The Tel Aviv-based urban revitalization startup Venn announced this week that it has raised $40 million in series A funding. Its investors include Pitango Venture Capital, one of Israel’s most successful VC firms, Hamilton Lane, on behalf of the New York State Common Retirement Fund, and Bridges Israel, a social venture fund backed by The Portland Trust.
First launched in 2016 in Shapira, an undeveloped area of the Israeli city, Venn signs long-term management leases with local landlords. It invests in and renovates their properties, and then oversees the leasing of the spaces to residents or commercial tenants including restaurants, schools and nonprofits. Locals who don’t rent its spaces can also pay to use the Venn app for access to amenities including co-working and rehearsal spaces, workshops, and various services such as on-demand laundry and food deliveries.
In the last three years, the startup has spread to Berlin and New York, where it currently manages 250 bedrooms in Bushwick. After surveying the whole city, the company settled on the eastern half of the Brooklyn enclave to help with its lack of community engagement services, dining and other necessities, its CEO Or Bokobza said in an interview. “There is amazing engagement with the local landlords,” he said of Venn’s experience in Bushwick.
Compared to Tel Aviv, however, neighborhood development has a bit of a different story in New York, where the term “gentrification” often has a negative connotation and can signify the death of affordable housing along with local culture. But Bokobza said Venn’s platform pledges the opposite. In leasing spaces from landlords, it works initially with those who already live in a neighborhood, and allows them to build a community based on their own vision.
The idea is for neighborhoods to choose the types of businesses, office spaces and civic programs that they want. Their mantra is less “if we build it they will come,” and more, “if they build it, they will stay,” he explained.
Venn is also committed to job growth and resident retention, Bokobza said.

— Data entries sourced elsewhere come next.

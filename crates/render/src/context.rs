//! Register of the component instance currently rendering.
//!
//! The slot is thread-local and updated strictly in call/return order: every
//! component render enters a [`ContextGuard`] that installs the instance and
//! puts the previous value back when dropped, early returns included.

use crate::component::ComponentInstance;
use std::cell::RefCell;
use std::rc::Rc;

thread_local! {
    static CURRENT: RefCell<Option<Rc<ComponentInstance>>> = const { RefCell::new(None) };
}

/// Instance whose render function is running on this thread, if any.
pub fn current_component() -> Option<Rc<ComponentInstance>> {
    CURRENT.with(|slot| slot.borrow().clone())
}

#[must_use = "the previous component is restored when the guard is dropped"]
pub(crate) struct ContextGuard {
    previous: Option<Rc<ComponentInstance>>,
}

impl ContextGuard {
    pub(crate) fn enter(instance: Rc<ComponentInstance>) -> Self {
        let previous = CURRENT.with(|slot| slot.replace(Some(instance)));
        Self { previous }
    }
}

impl Drop for ContextGuard {
    fn drop(&mut self) {
        let previous = self.previous.take();
        CURRENT.with(|slot| *slot.borrow_mut() = previous);
    }
}

#[cfg(test)]
mod tests {
    use super::*;
    use crate::component::ComponentFn;
    use crate::node::Node;
    use crate::props::Props;

    fn instance(name: &str) -> Rc<ComponentInstance> {
        ComponentInstance::new(
            ComponentFn::new(name, |_, _, _| Node::Null),
            Props::new(),
            Vec::new(),
        )
    }

    #[test]
    fn guards_nest_and_restore_in_reverse_order() {
        assert!(current_component().is_none());
        let outer = ContextGuard::enter(instance("outer"));
        assert_eq!(current_component().unwrap().name(), "outer");
        {
            let _inner = ContextGuard::enter(instance("inner"));
            assert_eq!(current_component().unwrap().name(), "inner");
        }
        assert_eq!(current_component().unwrap().name(), "outer");
        drop(outer);
        assert!(current_component().is_none());
    }
}
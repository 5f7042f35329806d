use criterion::{BatchSize, Criterion, black_box, criterion_group, criterion_main};
use dom::Document;
use render::{Hyperscript, Node, Props, Renderer};

const ROWS: usize = 2_000;

fn row_children(i: usize) -> Vec<Node> {
    vec![
        Node::element("span", Props::new().with("class", "label"), vec![Node::text("row")]),
        Node::Number(i as f64),
    ]
}

fn bench_build_from_templates(c: &mut Criterion) {
    c.bench_function("bench_build_from_templates", |b| {
        b.iter_batched(
            || (Document::new(), Hyperscript::new(Renderer::new())),
            |(mut doc, mut h)| {
                for i in 0..ROWS {
                    let built = h
                        .html(&mut doc, 0, "li.row", None, row_children(i))
                        .expect("build row");
                    black_box(built.element());
                }
                doc
            },
            BatchSize::LargeInput,
        );
    });
}

fn bench_materialize_from_scratch(c: &mut Criterion) {
    c.bench_function("bench_materialize_from_scratch", |b| {
        b.iter_batched(
            || (Document::new(), Renderer::new()),
            |(mut doc, renderer)| {
                for i in 0..ROWS {
                    let row = Node::element("li", Props::new().with("class", "row"), row_children(i));
                    let rendered = renderer.materialize(&mut doc, row, None).expect("render row");
                    black_box(rendered.first_node());
                }
                doc
            },
            BatchSize::LargeInput,
        );
    });
}

criterion_group!(
    benches,
    bench_build_from_templates,
    bench_materialize_from_scratch
);
criterion_main!(benches);
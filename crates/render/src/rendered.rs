use dom::{Document, DomError, NodeKey};

/// Output of a materialization: one realized node or an ordered sequence of
/// outputs (sequences nest when a list item is itself a multi-root component).
#[derive(Clone, Debug, PartialEq, Eq)]
pub enum Rendered {
    Node(NodeKey),
    Many(Vec<Rendered>),
}

impl Rendered {
    pub fn as_node(&self) -> Option<NodeKey> {
        match self {
            Rendered::Node(key) => Some(*key),
            Rendered::Many(_) => None,
        }
    }

    /// All realized nodes, flattened, in order.
    pub fn nodes(&self) -> Vec<NodeKey> {
        fn walk(r: &Rendered, out: &mut Vec<NodeKey>) {
            match r {
                Rendered::Node(key) => out.push(*key),
                Rendered::Many(items) => items.iter().for_each(|item| walk(item, out)),
            }
        }

        let mut out = Vec::new();
        walk(self, &mut out);
        out
    }

    /// First realized node in order, if any.
    pub fn first_node(&self) -> Option<NodeKey> {
        match self {
            Rendered::Node(key) => Some(*key),
            Rendered::Many(items) => items.iter().find_map(Rendered::first_node),
        }
    }

    /// Number of entries at the top level.
    pub fn len(&self) -> usize {
        match self {
            Rendered::Node(_) => 1,
            Rendered::Many(items) => items.len(),
        }
    }

    pub fn is_empty(&self) -> bool {
        self.len() == 0
    }

    /// Mount every realized node under `parent`, in order.
    pub fn mount_into(&self, doc: &mut Document, parent: NodeKey) -> Result<(), DomError> {
        for key in self.nodes() {
            doc.mount(key, parent)?;
        }
        Ok(())
    }

    /// Unmount every realized node that is still live.
    pub fn unmount(&self, doc: &mut Document) -> Result<(), DomError> {
        for key in self.nodes() {
            if doc.contains(key) {
                doc.unmount(key)?;
            }
        }
        Ok(())
    }
}

impl From<NodeKey> for Rendered {
    fn from(key: NodeKey) -> Self {
        Rendered::Node(key)
    }
}
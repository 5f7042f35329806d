use crate::node::Node;
use std::cell::RefCell;
use std::fmt;
use std::rc::Rc;

/// A value that becomes available later.
///
/// The renderer never waits on it: a pending node is handed to whatever
/// component handles the `await` tag, which decides what to show meanwhile.
/// Clones share the same slot.
#[derive(Clone, Default)]
pub struct Pending {
    slot: Rc<RefCell<Option<Node>>>,
}

impl Pending {
    pub fn new() -> Self {
        Self::default()
    }

    pub fn resolved(value: Node) -> Self {
        Self {
            slot: Rc::new(RefCell::new(Some(value))),
        }
    }

    /// Store the value. Returns `false` if it was already resolved; the first
    /// value wins.
    pub fn resolve(&self, value: Node) -> bool {
        let mut slot = self.slot.borrow_mut();
        if slot.is_some() {
            return false;
        }
        *slot = Some(value);
        true
    }

    pub fn is_resolved(&self) -> bool {
        self.slot.borrow().is_some()
    }

    pub fn value(&self) -> Option<Node> {
        self.slot.borrow().clone()
    }

    pub fn ptr_eq(&self, other: &Pending) -> bool {
        Rc::ptr_eq(&self.slot, &other.slot)
    }
}

impl fmt::Debug for Pending {
    fn fmt(&self, f: &mut fmt::Formatter<'_>) -> fmt::Result {
        if self.is_resolved() {
            f.write_str("Pending(resolved)")
        } else {
            f.write_str("Pending(waiting)")
        }
    }
}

Since its launch in Tel Aviv, Venn has supported 35 small businesses and 590 neighborhood events that have been attended by 11,350 people, according to a statement from the company. It also releases quarterly community impact reports where its held accountable to its promises, Bokobza noted.
“If you go to a neighborhood and tell them this is how they should live … that is a problem and that is something that is going to face a lot of resistance,” he said. “The story is not about us, it’s about the people building their own community.”
Whether they’re looking to stay or come, Venn has 1,000 people on its waiting list for bedrooms in Bushwick, Bokobza said. But before it can increase its availability there, the startup will first put its newly-raised $40 million in funds toward perfecting its tech platform. The team then plans to expand to millions of members in 100 cities by 2030.
“When it comes to cities that are becoming homes to more people every day, investment must be sustainable and forward-thinking – there is no room for small dreams,” said Chemi Peres, managing general partner and co-founder of Pitango, in a statement. “Venn encourages the sector to view real estate as a long-term ongoing process, and community engagement is the only way to sustainably transform developing neighborhoods.”